The special collection opens with a memorial for Norman Paskin, founding and long-term director of the International DOI Foundation (Erickson and Lannom, 2017). Norman was an influential advocate of PIDs and his contributions shaped PID usage and policies from the early days on. Without his dedication and drive many of the developments and discussions reported in this collection would have never been conceived.
The special collection itself is structured into three sections: Fundamental aspects of PIDs and PID systems, PID practice in general, and particular applications in the Earth Sciences.
The discussion of fundamental aspects of PID systems starts with a comprehensive, historical overview by Klump and Huber (2017), which reflects on 20 years of persistent identifier systems and illustrates how, despite the small community, a number of competing PID systems were built and how some of these systems developed over the years. They argue that often organizational criteria were the key factors for demise or success of PID systems. The article concludes that the PID community has to accept that good business models are essential to ensure sustainability and, as history has shown, these do not come for free.
As one pathway for future PID system evolution and following the principles established in the previous articles, Golodoniuc et al (2017) explore the range of known distributed system approaches, resulting in a comprehensive discussion and showcase of applying distributed hash tables and peer-to-peer protocols for a novel, decentralized PID system design.

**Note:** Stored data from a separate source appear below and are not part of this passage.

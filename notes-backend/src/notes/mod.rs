//! Notes system — a flat JSON file mirrored by an in-memory collection
//!
//! The store loads the file once at startup and rewrites it in full after
//! every mutation. Listing goes through the stateless query stage.

pub mod error;
pub mod file_ops;
pub mod query;
pub mod store;

pub use error::NoteStoreError;
pub use query::ListQuery;
pub use store::NoteStore;
use actix_web::{web, HttpResponse, Responder};
use notes_types::HealthStatus;

use crate::AppState;

/// Version from Cargo.toml, available at compile time
pub const VERSION: &str = env!("CARGO_PKG_VERSION");

pub fn config_routes(cfg: &mut web::ServiceConfig) {
    cfg.service(web::resource("/health").route(web::get().to(health_check)));
    cfg.service(web::resource("/version").route(web::get().to(get_version)));
}

async fn health_check(state: web::Data<AppState>) -> impl Responder {
    let uptime_secs = state.started_at.elapsed().as_secs();

    match state.store.count() {
        Ok(notes) => HttpResponse::Ok().json(HealthStatus {
            status: "ok".to_string(),
            version: VERSION.to_string(),
            notes,
            uptime_secs,
        }),
        Err(e) => {
            log::warn!("Health check failed: {}", e);
            HttpResponse::ServiceUnavailable().json(HealthStatus {
                status: "unavailable".to_string(),
                version: VERSION.to_string(),
                notes: 0,
                uptime_secs,
            })
        }
    }
}

async fn get_version() -> impl Responder {
    HttpResponse::Ok().json(serde_json::json!({
        "version": VERSION
    }))
}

Diving further into future aspects of PID systems, Car et al (2017) systematically dissect the topic of persistency in view of ever-changing technology. They propose a set of four principles for PID systems architects to follow to mitigate the conflict between persistency and adaptation. In addition, they introduce a Platform Independent Model for PID metadata and discuss its implementation. The article concludes with an outlook on activities at a current W3C group and puts forward an urgent warning that the principles must be obeyed to prevent a possible PID sustainability failure visible on the horizon.
The fundamental section concludes with a stimulating essay by Kunze et al (2017), who challenge the established vocabulary of the PID community and advocate new terminology, methodology and an overall call for action to be more precise when communicating about persistency and the policies depending on it.

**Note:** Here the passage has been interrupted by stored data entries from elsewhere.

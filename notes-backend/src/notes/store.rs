//! NoteStore — in-memory note collection with a JSON file mirror
//!
//! Every operation takes the same lock, and mutations rewrite the data file
//! before the lock is released, so concurrent requests are applied one at a
//! time. A failed write leaves the in-memory change in place; the file
//! catches up on the next successful write.

use chrono::{DateTime, SubsecRound, Utc};
use notes_types::{Note, UpdateNoteRequest};
use parking_lot::Mutex;
use std::path::{Path, PathBuf};
use uuid::Uuid;

use super::error::{NoteStoreError, Result};
use super::file_ops;
use super::query::{self, ListQuery, NotePage};

#[derive(Default)]
struct StoreState {
    notes: Vec<Note>,
    initialized: bool,
}

impl StoreState {
    fn ready(&mut self) -> Result<&mut Vec<Note>> {
        if !self.initialized {
            return Err(NoteStoreError::NotInitialized);
        }
        Ok(&mut self.notes)
    }
}

/// Owner of the note collection and its backing file
pub struct NoteStore {
    data_path: PathBuf,
    state: Mutex<StoreState>,
}

/// Current time at the precision the data file keeps
fn now() -> DateTime<Utc> {
    Utc::now().trunc_subsecs(3)
}

impl NoteStore {
    /// Create an empty, uninitialized store backed by `data_path`
    pub fn new(data_path: impl Into<PathBuf>) -> Self {
        Self {
            data_path: data_path.into(),
            state: Mutex::new(StoreState::default()),
        }
    }

    pub fn data_path(&self) -> &Path {
        &self.data_path
    }

    /// Load the data file into memory. A missing or unreadable file resets the
    /// store to empty and writes that back out. Calling this again is a no-op.
    pub fn initialize(&self) -> Result<usize> {
        let mut state = self.state.lock();
        if state.initialized {
            return Ok(state.notes.len());
        }

        match file_ops::read_notes(&self.data_path) {
            Ok(notes) => {
                log::info!("[NOTES] Loaded {} notes from storage", notes.len());
                state.notes = notes;
            }
            Err(e) => {
                if self.data_path.exists() {
                    log::warn!("[NOTES] Discarding unreadable data file: {}", e);
                }
                state.notes = Vec::new();
                file_ops::write_notes(&self.data_path, &state.notes)?;
                log::info!(
                    "[NOTES] Initialized empty notes storage at {}",
                    self.data_path.display()
                );
            }
        }

        state.initialized = true;
        Ok(state.notes.len())
    }

    /// Create a note with a fresh id and identical created/updated timestamps
    pub fn create(&self, title: &str, content: &str) -> Result<Note> {
        let mut state = self.state.lock();
        let notes = state.ready()?;

        let mut id = Uuid::new_v4().to_string();
        while notes.iter().any(|n| n.id == id) {
            id = Uuid::new_v4().to_string();
        }

        let ts = now();
        let note = Note {
            id,
            title: title.to_string(),
            content: content.to_string(),
            created_at: ts,
            updated_at: ts,
        };

        notes.push(note.clone());
        file_ops::write_notes(&self.data_path, notes)?;

        log::debug!("[NOTES] Created note {}", note.id);
        Ok(note)
    }

    /// Get a note by id
    pub fn get(&self, id: &str) -> Result<Note> {
        let mut state = self.state.lock();
        let notes = state.ready()?;

        notes
            .iter()
            .find(|n| n.id == id)
            .cloned()
            .ok_or_else(|| NoteStoreError::NotFound(id.to_string()))
    }

    /// Apply the fields present in `changes` and bump the updated timestamp
    pub fn update(&self, id: &str, changes: UpdateNoteRequest) -> Result<Note> {
        let mut state = self.state.lock();
        let notes = state.ready()?;

        let note = notes
            .iter_mut()
            .find(|n| n.id == id)
            .ok_or_else(|| NoteStoreError::NotFound(id.to_string()))?;

        if let Some(title) = changes.title {
            note.title = title;
        }
        if let Some(content) = changes.content {
            note.content = content;
        }
        // Clamp so a clock step backwards never moves updated_at behind itself.
        note.updated_at = now().max(note.updated_at);

        let updated = note.clone();
        file_ops::write_notes(&self.data_path, notes)?;

        log::debug!("[NOTES] Updated note {}", id);
        Ok(updated)
    }

    /// Remove a note by id
    pub fn delete(&self, id: &str) -> Result<()> {
        let mut state = self.state.lock();
        let notes = state.ready()?;

        let index = notes
            .iter()
            .position(|n| n.id == id)
            .ok_or_else(|| NoteStoreError::NotFound(id.to_string()))?;

        notes.remove(index);
        file_ops::write_notes(&self.data_path, notes)?;

        log::debug!("[NOTES] Deleted note {}", id);
        Ok(())
    }

    /// Filtered, paginated listing in insertion order
    pub fn list(&self, query: &ListQuery) -> Result<NotePage> {
        let mut state = self.state.lock();
        let notes = state.ready()?;
        Ok(query::run(notes, query))
    }

    /// Number of notes currently held
    pub fn count(&self) -> Result<usize> {
        let mut state = self.state.lock();
        Ok(state.ready()?.len())
    }
}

The practical showcases section starts with a comprehensive overview of activities at the German National Library for Science and Technology (TIB Hannover) by Kraft et al (2017). With the TIB being a known long-term player in the PID community and hosting the DataCite office, the article reports on typical questions arising out of a DOI service’s daily business, illustrates how DOI services are embedded within other relevant TIB activities, and also gives insight into future activities concerning ORCIDs.
Dappert et al (2017) report on activities of the Technical and Human Infrastructure for Open Research (THOR) project that aim to solve remaining PID interoperability challenges. The article examines how to enable applications beyond simple identification and enhance support across the research lifecycle. Based on stakeholder scenarios, the authors highlight how interconnected services can enable good research practices and identify remaining limitations.
Wang et al (2017) describe practice for big data management at the Australian National Computing Infrastructure (NCI) in their article, which offers insight into the embedding of PID approaches into a national service. Identification covers data, documents, and vocabulary terms, using an approach based on wrapping existing URL-based services.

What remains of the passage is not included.